Andy Warhol and His Family

By Roger Kamholz

Andy Warhol, right, eating cereal and looking at his mother, Julia Warhola, most likely at her home. Julia is said to have unwittingly inspired one of his first important works when she fed him lunchtime bowls of Campbell's soup. Credit: Ken Heyman/Woodfin Camp/Woodfin Camp/Time Life Pictures/Getty Images.

21 Days of Andy Warhol is Sotheby’s three-week celebration of the essential 20th century artist with one-a-day stories and videos about Warhol’s origins, influences, inspirations, all leading up to the sale of important Warhol pieces in our Contemporary Art Evening auction 13 November.

NEW YORK - Andrew Warhola was the youngest of Ondrej and Julia Warhola's three boys. The family planted roots in Pittsburgh, Pennsylvania, after the couple emigrated from an Eastern European town called Miková. Born in 1928, Andy – who later in life would drop the final "a" from his last name – lived what his brothers would call a "spoiled" childhood, despite the fact that the family was poor. (They couldn't afford a car, and the five of them slept in the attic of their home in order to rent out the floor below.) Reflecting the family's Carpatho-Rusyn traditions, Julia acted as the backbone of the family and, owing to his frequent bouts with illness, closely watched over young Andy.

Warhol's interest in celebrity culture – one of the richest veins he'd mine as an artis – began early in life. When ailing and bedridden, Andy would occupy himself with comics and celebrity tabloid magazines. When he did go out, it was to see movies, a popular form of escapism during the Great Depression. At the time, the price of admission included a glossy photo of the film's star, and Andy cherished these images. His childhood scrapbook still survives today; the collection includes a signed photo of Shirley Temple and another of Mae West.

Julia Warhola wasn't just Andy's protector and caregiver; she also nurtured Andy the budding artist. Initially she shared with him the folk-craft traditions of her homeland. Later she arranged for Andy to take lessons with one of Pittsburgh's best artists and art educators, Joseph Fitzpatrick, who recognized Andy's talents early. Perhaps in honor of her support, Warhol would give his mother the celebrity treatment in 1974, two years after her death, creating a vivid portrait of Julia similar in style to his famous series of works capturing the likes of Liza Minnelli and fellow painter David Hockney.

Ondrej Warhola was a more distant parent, but still helped advance Andy's artistic career in one important respect.

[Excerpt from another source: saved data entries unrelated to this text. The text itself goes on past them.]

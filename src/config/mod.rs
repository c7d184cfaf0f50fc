//! Configuration module for Dilbert Feed
//!
//! This module handles loading, parsing, and validating TOML configuration files.
//!
//! # Example
//!
//! ```no_run
//! use dilbert_feed::config::load_config;
//! use std::path::Path;
//!
//! let config = load_config(Path::new("config.toml")).unwrap();
//! println!("Strips are stored in bucket {}", config.storage.bucket);
//! ```

mod parser;
mod types;
mod validation;

pub use types::{Config, FeedConfig, HeartbeatConfig, RunConfig, SiteConfig, StorageConfig};

pub use parser::{compute_config_hash, load_config, load_config_with_hash, parse_config};
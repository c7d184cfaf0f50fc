//! HTTP fetcher
//!
//! This module handles the outbound requests of the strip pipeline:
//! - Building the HTTP client with the configured user agent and timeout
//! - Fetching the strip page as text
//! - Opening the image response for streaming
//!
//! Nothing here retries. A failed request surfaces as an upstream error and the
//! caller decides whether to run again.

use crate::config::SiteConfig;
use crate::{DilbertError, Result};
use reqwest::{redirect::Policy, Client, Response};
use std::time::Duration;

/// Builds an HTTP client for the strip site
///
/// At most one redirect is followed; a second hop fails the request.
///
/// # Example
///
/// ```no_run
/// use dilbert_feed::config::SiteConfig;
/// use dilbert_feed::strip::build_http_client;
///
/// let client = build_http_client(&SiteConfig::default()).unwrap();
/// ```
pub fn build_http_client(config: &SiteConfig) -> std::result::Result<Client, reqwest::Error> {
    Client::builder()
        .user_agent(config.user_agent.as_str())
        .timeout(Duration::from_secs(config.timeout_secs))
        .connect_timeout(Duration::from_secs(config.timeout_secs.min(5)))
        .redirect(Policy::limited(1))
        .gzip(true)
        .brotli(true)
        .build()
}

/// Sends a GET and requires a 2xx status
///
/// # Errors
///
/// * `DilbertError::Http` - Connection, timeout or redirect failure
/// * `DilbertError::Upstream` - The server answered with a non-success status
pub async fn fetch(client: &Client, url: &str) -> Result<Response> {
    let response = client
        .get(url)
        .send()
        .await
        .map_err(|e| DilbertError::http(url, e))?;

    let status = response.status();
    if !status.is_success() {
        return Err(DilbertError::upstream(
            url,
            format!("HTTP status not 2xx: {}", status),
        ));
    }

    Ok(response)
}

/// Fetches a page and returns its body as text
pub async fn fetch_text(client: &Client, url: &str) -> Result<String> {
    fetch(client, url)
        .await?
        .text()
        .await
        .map_err(|e| DilbertError::http(url, e))
}
//! RSS 2.0 serialization

use crate::feed::FeedItem;
use crate::Result;
use quick_xml::events::{BytesCData, BytesDecl, BytesEnd, BytesStart, BytesText, Event};
use quick_xml::Writer;

/// Channel-level fields of the feed
#[derive(Debug, Clone, PartialEq, Eq)]
pub struct Channel {
    pub title: String,
    pub link: String,
    pub description: String,
}

impl Default for Channel {
    fn default() -> Self {
        Self {
            title: "Dilbert".to_string(),
            link: "https://dilbert.com".to_string(),
            description: "Dilbert Daily Strip".to_string(),
        }
    }
}

/// Serializes `items` as an RSS 2.0 document with a single channel
///
/// Every item links to its image: `<link>` and `<guid>` both carry the image
/// URL and `<description>` embeds it in a CDATA `<img>` tag.
pub fn write_rss(channel: &Channel, items: &[FeedItem]) -> Result<Vec<u8>> {
    let mut writer = Writer::new_with_indent(Vec::new(), b' ', 2);

    writer.write_event(Event::Decl(BytesDecl::new("1.0", Some("UTF-8"), None)))?;
    writer.write_event(Event::Start(
        BytesStart::new("rss").with_attributes([("version", "2.0")]),
    ))?;
    writer.write_event(Event::Start(BytesStart::new("channel")))?;

    write_text_element(&mut writer, "title", &channel.title)?;
    write_text_element(&mut writer, "link", &channel.link)?;
    write_text_element(&mut writer, "description", &channel.description)?;

    for item in items {
        write_item(&mut writer, item)?;
    }

    writer.write_event(Event::End(BytesEnd::new("channel")))?;
    writer.write_event(Event::End(BytesEnd::new("rss")))?;

    Ok(writer.into_inner())
}

fn write_item(writer: &mut Writer<Vec<u8>>, item: &FeedItem) -> Result<()> {
    writer.write_event(Event::Start(BytesStart::new("item")))?;

    write_text_element(writer, "title", &item.title)?;
    write_text_element(writer, "link", &item.image_url)?;
    write_text_element(writer, "guid", &item.image_url)?;
    write_text_element(writer, "pubDate", &item.pub_date())?;

    writer.write_event(Event::Start(BytesStart::new("description")))?;
    let img = format!(r#"<img src="{}">"#, item.image_url);
    writer.write_event(Event::CData(BytesCData::new(img.as_str())))?;
    writer.write_event(Event::End(BytesEnd::new("description")))?;

    writer.write_event(Event::End(BytesEnd::new("item")))?;
    Ok(())
}

fn write_text_element(writer: &mut Writer<Vec<u8>>, name: &str, text: &str) -> Result<()> {
    writer.write_event(Event::Start(BytesStart::new(name)))?;
    writer.write_event(Event::Text(BytesText::new(text)))?;
    writer.write_event(Event::End(BytesEnd::new(name)))?;
    Ok(())
}
use crate::config::types::{Config, FeedConfig, RunConfig, SiteConfig, StorageConfig};
use crate::ConfigError;
use url::Url;

/// Validates the entire configuration
pub fn validate(config: &Config) -> Result<(), ConfigError> {
    validate_site_config(&config.site)?;
    validate_storage_config(&config.storage)?;
    validate_feed_config(&config.feed)?;
    validate_run_config(&config.run)?;

    if let Some(endpoint) = &config.heartbeat.endpoint {
        validate_http_url("heartbeat.endpoint", endpoint)?;
    }

    Ok(())
}

fn validate_site_config(config: &SiteConfig) -> Result<(), ConfigError> {
    validate_http_url("site.base-url", &config.base_url)?;

    if !(5..=10).contains(&config.timeout_secs) {
        return Err(ConfigError::Validation(format!(
            "site.timeout-secs must be between 5 and 10, got {}",
            config.timeout_secs
        )));
    }

    if config.user_agent.trim().is_empty() {
        return Err(ConfigError::Validation(
            "site.user-agent cannot be empty".to_string(),
        ));
    }

    Ok(())
}

fn validate_storage_config(config: &StorageConfig) -> Result<(), ConfigError> {
    validate_bucket_name(&config.bucket)?;

    if config.strips_prefix().is_empty() {
        return Err(ConfigError::Validation(
            "storage.strips-dir cannot be empty".to_string(),
        ));
    }

    if let Some(endpoint) = &config.endpoint_url {
        validate_http_url("storage.endpoint-url", endpoint)?;
    }

    if let Some(public_url) = &config.public_url {
        validate_http_url("storage.public-url", public_url)?;
    }

    Ok(())
}

fn validate_feed_config(config: &FeedConfig) -> Result<(), ConfigError> {
    let path = config.path.trim_matches('/');
    if path.is_empty() {
        return Err(ConfigError::Validation(
            "feed.path cannot be empty".to_string(),
        ));
    }

    if config.length < 1 || config.length > 365 {
        return Err(ConfigError::Validation(format!(
            "feed.length must be between 1 and 365, got {}",
            config.length
        )));
    }

    if config.concurrency < 1 || config.concurrency > 64 {
        return Err(ConfigError::Validation(format!(
            "feed.concurrency must be between 1 and 64, got {}",
            config.concurrency
        )));
    }

    validate_http_url("feed.link", &config.link)?;

    Ok(())
}

fn validate_run_config(config: &RunConfig) -> Result<(), ConfigError> {
    if config.deadline_secs < 1 || config.deadline_secs > 900 {
        return Err(ConfigError::Validation(format!(
            "run.deadline-secs must be between 1 and 900, got {}",
            config.deadline_secs
        )));
    }

    Ok(())
}

/// Basic S3 bucket naming rules: 3-63 chars of lowercase letters, digits, dots and hyphens
fn validate_bucket_name(bucket: &str) -> Result<(), ConfigError> {
    if bucket.is_empty() {
        return Err(ConfigError::Missing("storage.bucket".to_string()));
    }

    if bucket.len() < 3 || bucket.len() > 63 {
        return Err(ConfigError::Validation(format!(
            "storage.bucket must be 3 to 63 characters long, got '{}'",
            bucket
        )));
    }

    if !bucket
        .chars()
        .all(|c| c.is_ascii_lowercase() || c.is_ascii_digit() || c == '.' || c == '-')
    {
        return Err(ConfigError::Validation(format!(
            "storage.bucket contains invalid characters: '{}'",
            bucket
        )));
    }

    if bucket.starts_with(['.', '-']) || bucket.ends_with(['.', '-']) {
        return Err(ConfigError::Validation(format!(
            "storage.bucket cannot start or end with '.' or '-': '{}'",
            bucket
        )));
    }

    Ok(())
}

fn validate_http_url(field: &str, value: &str) -> Result<(), ConfigError> {
    let url = Url::parse(value)
        .map_err(|e| ConfigError::InvalidUrl(format!("Invalid {}: {}", field, e)))?;

    if url.scheme() != "http" && url.scheme() != "https" {
        return Err(ConfigError::InvalidUrl(format!(
            "{} must use http or https, got '{}'",
            field, value
        )));
    }

    Ok(())
}
//! Feed publishing

use crate::storage::{Metadata, ObjectBody, ObjectStore, FEED_CONTENT_TYPE};
use crate::Result;
use std::sync::Arc;
use tracing::info;

/// Uploads the serialized feed to its fixed key, replacing the previous one
pub struct FeedPublisher {
    store: Arc<dyn ObjectStore>,
    path: String,
}

impl FeedPublisher {
    pub fn new(store: Arc<dyn ObjectStore>, path: &str) -> Self {
        Self {
            store,
            path: path.trim_start_matches('/').to_string(),
        }
    }

    /// Uploads `xml` and returns the public feed URL
    pub async fn publish(&self, xml: Vec<u8>) -> Result<String> {
        info!("Uploading feed to {} ({} bytes) ...", self.path, xml.len());

        let location = self
            .store
            .put(
                &self.path,
                ObjectBody::from_bytes(xml),
                FEED_CONTENT_TYPE,
                Metadata::new(),
            )
            .await?;

        info!("Upload completed: {}", location);
        Ok(location)
    }
}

He supported the family working construction, coal mining, and as a laborer, and although the Warholas lived simply, Ondrej quietly saved enough money to put Andy through his first two years of college at the Carnegie Institute of Technology, now Carnegie-Mellon University.

Andy's father died in 1942, when Andy was a teenager. The immediate cause was tuberculosis peritonitis, brought on by consuming tainted water on a construction job, but the family felt that Ondrej's poor recovery from gallbladder surgery in the late 1920s was partly responsible. The funeral proved intensely traumatic for Andy. Ondrej's body was laid in the family's living room for three days prior to burial, per the Warholas' Greek Catholic beliefs, but Andy refused to be near it. According to Warhol biographers Tony Scherman and David Dalton, at first he hid in his bedroom and then spent the remaining days at a relative's.

It is widely thought that Warhol felt ashamed of his humble roots. ("I come from nowhere," was one of his famous deflections.) And yet, it's hard to imagine Warhol the artist taking shape without the influence of his childhood experiences. He came from a working-class family, and thus "wholeheartedly shared the twentieth-century American working class's ardor for the products of consumer culture," write Scherman and Dalton. "Because he was equipped for it," they argue, "he felt the consumer-media explosion of the early sixties more intensely than his colleagues, and he rode Pop's wave brilliantly."